'''

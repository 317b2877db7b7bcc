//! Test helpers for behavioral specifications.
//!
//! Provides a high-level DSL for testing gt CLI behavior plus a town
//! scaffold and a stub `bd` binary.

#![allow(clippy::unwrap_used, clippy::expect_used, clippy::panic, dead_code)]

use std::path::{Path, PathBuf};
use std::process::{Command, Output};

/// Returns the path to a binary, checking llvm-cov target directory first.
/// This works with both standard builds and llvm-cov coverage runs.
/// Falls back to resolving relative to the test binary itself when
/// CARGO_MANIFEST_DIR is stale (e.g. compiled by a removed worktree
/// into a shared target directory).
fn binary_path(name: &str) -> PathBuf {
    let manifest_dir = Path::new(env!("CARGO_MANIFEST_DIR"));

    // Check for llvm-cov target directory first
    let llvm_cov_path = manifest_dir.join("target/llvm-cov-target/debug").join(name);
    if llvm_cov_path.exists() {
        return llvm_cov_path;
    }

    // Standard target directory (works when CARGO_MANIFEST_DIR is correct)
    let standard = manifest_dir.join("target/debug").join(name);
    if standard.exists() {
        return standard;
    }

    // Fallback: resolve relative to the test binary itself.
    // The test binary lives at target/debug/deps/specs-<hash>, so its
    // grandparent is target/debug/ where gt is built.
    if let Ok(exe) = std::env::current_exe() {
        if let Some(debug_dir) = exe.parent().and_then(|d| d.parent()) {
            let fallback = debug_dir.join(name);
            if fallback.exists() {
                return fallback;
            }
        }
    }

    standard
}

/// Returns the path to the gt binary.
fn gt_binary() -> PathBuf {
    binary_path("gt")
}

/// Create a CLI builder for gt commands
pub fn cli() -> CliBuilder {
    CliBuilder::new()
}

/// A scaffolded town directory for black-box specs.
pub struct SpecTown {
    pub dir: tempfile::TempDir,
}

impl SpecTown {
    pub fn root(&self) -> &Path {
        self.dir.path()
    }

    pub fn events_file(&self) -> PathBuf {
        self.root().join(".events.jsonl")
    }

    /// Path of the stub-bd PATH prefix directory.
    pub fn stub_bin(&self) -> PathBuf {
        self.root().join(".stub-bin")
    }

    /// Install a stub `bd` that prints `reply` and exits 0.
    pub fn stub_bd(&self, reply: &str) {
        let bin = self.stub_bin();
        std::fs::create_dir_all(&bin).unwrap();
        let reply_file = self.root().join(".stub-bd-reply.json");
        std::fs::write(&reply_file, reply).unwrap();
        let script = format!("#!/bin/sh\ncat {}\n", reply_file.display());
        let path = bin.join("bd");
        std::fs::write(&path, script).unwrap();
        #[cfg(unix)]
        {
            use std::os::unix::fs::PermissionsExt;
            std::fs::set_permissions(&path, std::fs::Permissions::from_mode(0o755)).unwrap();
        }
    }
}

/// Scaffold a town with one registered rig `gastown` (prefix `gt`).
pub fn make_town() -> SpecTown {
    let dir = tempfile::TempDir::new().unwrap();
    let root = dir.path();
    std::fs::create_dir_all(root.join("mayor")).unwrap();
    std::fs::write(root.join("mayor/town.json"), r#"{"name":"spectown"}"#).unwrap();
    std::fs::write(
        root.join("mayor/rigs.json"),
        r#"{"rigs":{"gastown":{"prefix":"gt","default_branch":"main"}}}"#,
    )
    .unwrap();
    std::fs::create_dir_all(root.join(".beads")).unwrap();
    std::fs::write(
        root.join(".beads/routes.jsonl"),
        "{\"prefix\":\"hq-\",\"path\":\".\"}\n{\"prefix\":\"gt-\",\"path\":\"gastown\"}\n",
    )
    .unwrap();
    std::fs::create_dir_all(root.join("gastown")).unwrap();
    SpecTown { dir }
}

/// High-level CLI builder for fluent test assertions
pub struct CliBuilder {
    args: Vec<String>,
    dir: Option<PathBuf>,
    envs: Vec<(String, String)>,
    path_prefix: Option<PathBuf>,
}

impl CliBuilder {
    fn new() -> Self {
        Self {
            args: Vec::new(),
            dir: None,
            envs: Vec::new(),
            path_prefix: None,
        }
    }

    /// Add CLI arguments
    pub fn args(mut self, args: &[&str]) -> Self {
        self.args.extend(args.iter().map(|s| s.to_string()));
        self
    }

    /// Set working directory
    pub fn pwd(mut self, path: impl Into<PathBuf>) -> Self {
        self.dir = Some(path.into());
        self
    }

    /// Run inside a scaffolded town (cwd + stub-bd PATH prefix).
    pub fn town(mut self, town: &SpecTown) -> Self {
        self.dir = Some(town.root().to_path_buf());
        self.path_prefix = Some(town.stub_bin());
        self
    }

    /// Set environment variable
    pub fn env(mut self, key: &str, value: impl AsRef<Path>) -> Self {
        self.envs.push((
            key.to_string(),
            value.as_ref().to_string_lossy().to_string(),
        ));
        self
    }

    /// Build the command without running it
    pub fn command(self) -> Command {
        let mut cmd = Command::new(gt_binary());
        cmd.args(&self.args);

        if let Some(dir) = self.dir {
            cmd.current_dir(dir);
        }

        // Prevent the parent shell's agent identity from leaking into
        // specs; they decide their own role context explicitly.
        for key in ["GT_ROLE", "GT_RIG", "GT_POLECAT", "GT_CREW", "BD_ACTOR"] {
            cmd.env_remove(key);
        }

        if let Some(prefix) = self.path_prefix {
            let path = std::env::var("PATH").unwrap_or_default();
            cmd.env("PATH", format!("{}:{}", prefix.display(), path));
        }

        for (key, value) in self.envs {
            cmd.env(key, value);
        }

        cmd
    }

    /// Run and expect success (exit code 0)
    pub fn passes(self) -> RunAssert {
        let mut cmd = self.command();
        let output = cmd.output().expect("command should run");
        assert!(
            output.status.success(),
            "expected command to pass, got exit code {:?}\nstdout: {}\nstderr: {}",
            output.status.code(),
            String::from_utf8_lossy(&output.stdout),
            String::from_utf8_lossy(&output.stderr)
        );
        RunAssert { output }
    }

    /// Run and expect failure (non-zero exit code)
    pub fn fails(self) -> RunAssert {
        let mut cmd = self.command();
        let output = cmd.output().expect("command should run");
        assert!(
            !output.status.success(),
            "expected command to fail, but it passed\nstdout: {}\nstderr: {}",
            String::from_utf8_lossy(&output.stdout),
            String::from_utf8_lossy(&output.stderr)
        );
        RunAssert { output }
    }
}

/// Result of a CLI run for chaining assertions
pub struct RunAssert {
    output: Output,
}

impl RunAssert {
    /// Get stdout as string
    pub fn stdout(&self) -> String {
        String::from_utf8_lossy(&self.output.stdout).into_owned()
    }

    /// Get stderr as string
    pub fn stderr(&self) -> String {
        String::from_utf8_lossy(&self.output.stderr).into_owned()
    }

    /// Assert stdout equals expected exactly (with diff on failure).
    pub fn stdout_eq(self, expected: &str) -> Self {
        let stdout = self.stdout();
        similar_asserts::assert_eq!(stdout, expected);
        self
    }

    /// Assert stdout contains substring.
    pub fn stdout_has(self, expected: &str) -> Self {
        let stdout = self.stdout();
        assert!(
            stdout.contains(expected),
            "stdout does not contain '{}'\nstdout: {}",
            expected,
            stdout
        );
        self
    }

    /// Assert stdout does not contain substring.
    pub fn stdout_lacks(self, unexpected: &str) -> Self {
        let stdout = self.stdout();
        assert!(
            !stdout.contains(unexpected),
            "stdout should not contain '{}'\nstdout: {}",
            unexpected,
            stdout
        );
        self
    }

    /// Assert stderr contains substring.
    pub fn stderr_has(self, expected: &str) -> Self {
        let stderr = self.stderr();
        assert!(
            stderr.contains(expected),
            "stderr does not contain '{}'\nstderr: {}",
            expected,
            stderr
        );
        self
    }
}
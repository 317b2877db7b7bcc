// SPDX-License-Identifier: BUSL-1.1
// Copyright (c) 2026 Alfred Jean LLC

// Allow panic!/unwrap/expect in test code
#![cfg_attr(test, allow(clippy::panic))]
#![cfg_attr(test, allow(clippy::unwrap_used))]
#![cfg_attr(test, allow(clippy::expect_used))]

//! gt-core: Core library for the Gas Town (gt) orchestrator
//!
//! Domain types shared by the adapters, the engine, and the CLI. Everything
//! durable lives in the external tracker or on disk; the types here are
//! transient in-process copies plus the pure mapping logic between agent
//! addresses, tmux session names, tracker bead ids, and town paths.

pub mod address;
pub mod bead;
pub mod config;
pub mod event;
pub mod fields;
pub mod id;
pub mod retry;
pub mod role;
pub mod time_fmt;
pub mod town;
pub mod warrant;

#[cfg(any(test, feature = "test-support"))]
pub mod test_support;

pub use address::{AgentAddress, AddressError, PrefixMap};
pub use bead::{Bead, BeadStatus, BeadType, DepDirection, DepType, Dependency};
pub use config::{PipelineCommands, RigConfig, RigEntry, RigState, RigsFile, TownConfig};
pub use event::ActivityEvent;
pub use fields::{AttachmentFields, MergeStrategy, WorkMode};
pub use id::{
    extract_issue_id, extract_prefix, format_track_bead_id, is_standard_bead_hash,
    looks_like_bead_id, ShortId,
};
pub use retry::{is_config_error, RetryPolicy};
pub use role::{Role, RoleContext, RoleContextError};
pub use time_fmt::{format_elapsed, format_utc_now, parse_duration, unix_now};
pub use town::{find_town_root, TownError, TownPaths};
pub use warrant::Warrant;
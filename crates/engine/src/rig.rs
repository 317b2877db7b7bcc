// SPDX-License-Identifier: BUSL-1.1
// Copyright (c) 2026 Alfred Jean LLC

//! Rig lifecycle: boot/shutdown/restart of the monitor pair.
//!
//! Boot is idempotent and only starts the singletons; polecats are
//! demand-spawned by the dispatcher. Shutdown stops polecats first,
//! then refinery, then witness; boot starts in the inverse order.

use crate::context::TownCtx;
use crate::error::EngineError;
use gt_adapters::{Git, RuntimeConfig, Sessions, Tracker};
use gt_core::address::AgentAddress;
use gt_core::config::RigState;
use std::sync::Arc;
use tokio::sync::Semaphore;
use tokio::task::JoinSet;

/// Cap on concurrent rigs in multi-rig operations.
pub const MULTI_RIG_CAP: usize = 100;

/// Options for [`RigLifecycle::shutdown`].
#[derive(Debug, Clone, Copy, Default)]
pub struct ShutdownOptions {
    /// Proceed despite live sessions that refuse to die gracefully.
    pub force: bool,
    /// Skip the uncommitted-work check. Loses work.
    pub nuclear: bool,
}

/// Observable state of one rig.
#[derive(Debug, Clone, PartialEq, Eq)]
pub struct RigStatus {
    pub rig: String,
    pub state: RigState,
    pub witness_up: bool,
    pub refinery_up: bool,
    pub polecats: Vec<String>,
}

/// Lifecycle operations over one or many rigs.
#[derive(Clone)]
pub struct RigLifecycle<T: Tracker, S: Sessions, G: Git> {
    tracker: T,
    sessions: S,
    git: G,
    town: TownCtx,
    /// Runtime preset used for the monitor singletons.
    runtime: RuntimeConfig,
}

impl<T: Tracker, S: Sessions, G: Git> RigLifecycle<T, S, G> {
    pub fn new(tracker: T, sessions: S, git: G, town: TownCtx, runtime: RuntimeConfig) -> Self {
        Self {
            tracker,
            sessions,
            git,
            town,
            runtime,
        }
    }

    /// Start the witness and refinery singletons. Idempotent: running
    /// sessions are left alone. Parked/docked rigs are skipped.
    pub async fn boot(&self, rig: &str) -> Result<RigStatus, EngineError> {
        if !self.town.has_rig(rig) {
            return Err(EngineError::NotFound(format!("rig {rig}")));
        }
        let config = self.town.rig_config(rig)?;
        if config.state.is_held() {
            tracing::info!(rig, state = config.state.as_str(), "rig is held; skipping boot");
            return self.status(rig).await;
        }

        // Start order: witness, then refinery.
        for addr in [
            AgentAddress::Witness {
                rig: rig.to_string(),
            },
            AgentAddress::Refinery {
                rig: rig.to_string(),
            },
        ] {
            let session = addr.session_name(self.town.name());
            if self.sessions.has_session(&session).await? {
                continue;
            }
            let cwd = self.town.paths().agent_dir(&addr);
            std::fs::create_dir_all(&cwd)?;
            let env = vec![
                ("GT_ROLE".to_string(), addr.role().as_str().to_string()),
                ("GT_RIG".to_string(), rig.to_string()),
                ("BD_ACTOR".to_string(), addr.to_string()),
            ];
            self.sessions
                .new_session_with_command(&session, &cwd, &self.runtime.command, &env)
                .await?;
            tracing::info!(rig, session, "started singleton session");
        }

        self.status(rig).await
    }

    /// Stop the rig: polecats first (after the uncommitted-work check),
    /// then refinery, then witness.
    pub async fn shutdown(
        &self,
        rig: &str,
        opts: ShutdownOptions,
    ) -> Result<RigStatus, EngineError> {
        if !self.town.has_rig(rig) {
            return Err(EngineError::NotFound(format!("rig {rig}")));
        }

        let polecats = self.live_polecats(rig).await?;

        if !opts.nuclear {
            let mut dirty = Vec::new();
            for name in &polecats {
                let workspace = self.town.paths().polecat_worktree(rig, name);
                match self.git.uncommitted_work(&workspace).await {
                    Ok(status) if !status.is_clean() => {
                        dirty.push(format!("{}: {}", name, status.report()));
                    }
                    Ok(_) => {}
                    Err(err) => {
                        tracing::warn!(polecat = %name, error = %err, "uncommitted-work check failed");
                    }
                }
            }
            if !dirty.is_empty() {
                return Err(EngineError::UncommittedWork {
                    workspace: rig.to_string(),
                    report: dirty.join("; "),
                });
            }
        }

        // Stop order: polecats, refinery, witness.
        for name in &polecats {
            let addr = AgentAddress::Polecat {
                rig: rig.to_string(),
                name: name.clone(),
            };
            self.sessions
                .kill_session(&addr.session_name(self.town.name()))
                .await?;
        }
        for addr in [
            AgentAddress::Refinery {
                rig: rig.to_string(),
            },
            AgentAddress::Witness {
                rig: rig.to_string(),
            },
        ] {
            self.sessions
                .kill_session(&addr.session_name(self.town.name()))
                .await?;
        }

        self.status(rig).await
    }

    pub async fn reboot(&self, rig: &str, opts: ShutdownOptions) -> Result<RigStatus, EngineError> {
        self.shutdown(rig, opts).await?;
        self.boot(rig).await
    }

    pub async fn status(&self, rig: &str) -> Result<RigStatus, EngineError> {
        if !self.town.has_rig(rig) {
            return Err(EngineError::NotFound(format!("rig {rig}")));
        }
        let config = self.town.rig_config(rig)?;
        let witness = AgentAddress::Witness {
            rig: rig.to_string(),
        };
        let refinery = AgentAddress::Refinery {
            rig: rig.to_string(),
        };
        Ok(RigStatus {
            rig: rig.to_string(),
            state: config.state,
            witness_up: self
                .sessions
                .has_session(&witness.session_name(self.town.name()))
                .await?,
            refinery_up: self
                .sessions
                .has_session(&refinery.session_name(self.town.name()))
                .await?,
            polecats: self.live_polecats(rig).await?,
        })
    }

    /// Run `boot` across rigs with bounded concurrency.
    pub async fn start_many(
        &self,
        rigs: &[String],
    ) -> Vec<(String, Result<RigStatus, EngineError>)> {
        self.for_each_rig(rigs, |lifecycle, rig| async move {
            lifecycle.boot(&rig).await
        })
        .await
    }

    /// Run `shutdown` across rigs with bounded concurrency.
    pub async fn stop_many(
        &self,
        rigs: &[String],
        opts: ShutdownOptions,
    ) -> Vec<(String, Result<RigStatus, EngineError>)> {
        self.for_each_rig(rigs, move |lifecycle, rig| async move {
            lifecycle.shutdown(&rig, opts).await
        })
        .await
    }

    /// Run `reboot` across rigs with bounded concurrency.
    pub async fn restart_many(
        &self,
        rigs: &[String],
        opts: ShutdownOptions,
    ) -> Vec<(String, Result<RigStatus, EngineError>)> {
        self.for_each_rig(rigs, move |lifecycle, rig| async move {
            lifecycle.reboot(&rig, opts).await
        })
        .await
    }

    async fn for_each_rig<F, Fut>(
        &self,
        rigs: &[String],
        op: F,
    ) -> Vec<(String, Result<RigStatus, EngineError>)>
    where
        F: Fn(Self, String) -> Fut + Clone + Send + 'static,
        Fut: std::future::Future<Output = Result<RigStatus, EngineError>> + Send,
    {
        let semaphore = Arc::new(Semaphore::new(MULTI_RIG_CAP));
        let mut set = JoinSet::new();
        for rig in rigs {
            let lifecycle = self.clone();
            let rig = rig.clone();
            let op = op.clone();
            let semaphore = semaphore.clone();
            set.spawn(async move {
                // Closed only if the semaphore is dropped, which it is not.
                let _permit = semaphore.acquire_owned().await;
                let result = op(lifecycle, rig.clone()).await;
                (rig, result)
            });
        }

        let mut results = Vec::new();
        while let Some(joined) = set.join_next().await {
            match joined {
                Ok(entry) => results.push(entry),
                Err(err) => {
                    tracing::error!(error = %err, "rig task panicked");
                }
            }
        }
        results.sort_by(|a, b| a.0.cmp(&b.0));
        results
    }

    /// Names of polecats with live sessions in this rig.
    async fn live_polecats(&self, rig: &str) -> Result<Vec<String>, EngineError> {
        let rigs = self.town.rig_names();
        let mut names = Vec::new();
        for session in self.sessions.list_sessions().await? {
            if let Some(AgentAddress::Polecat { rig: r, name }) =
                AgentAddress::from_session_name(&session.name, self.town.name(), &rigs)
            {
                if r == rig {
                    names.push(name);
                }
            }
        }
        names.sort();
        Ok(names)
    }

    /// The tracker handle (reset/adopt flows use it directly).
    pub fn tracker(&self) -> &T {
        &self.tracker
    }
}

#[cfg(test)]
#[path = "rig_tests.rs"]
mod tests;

'''

Go through the entries above and copy each line holding the string "TempDir".

#### Result of this exercise
    pub dir: tempfile::TempDir,
    let dir = tempfile::TempDir::new().unwrap();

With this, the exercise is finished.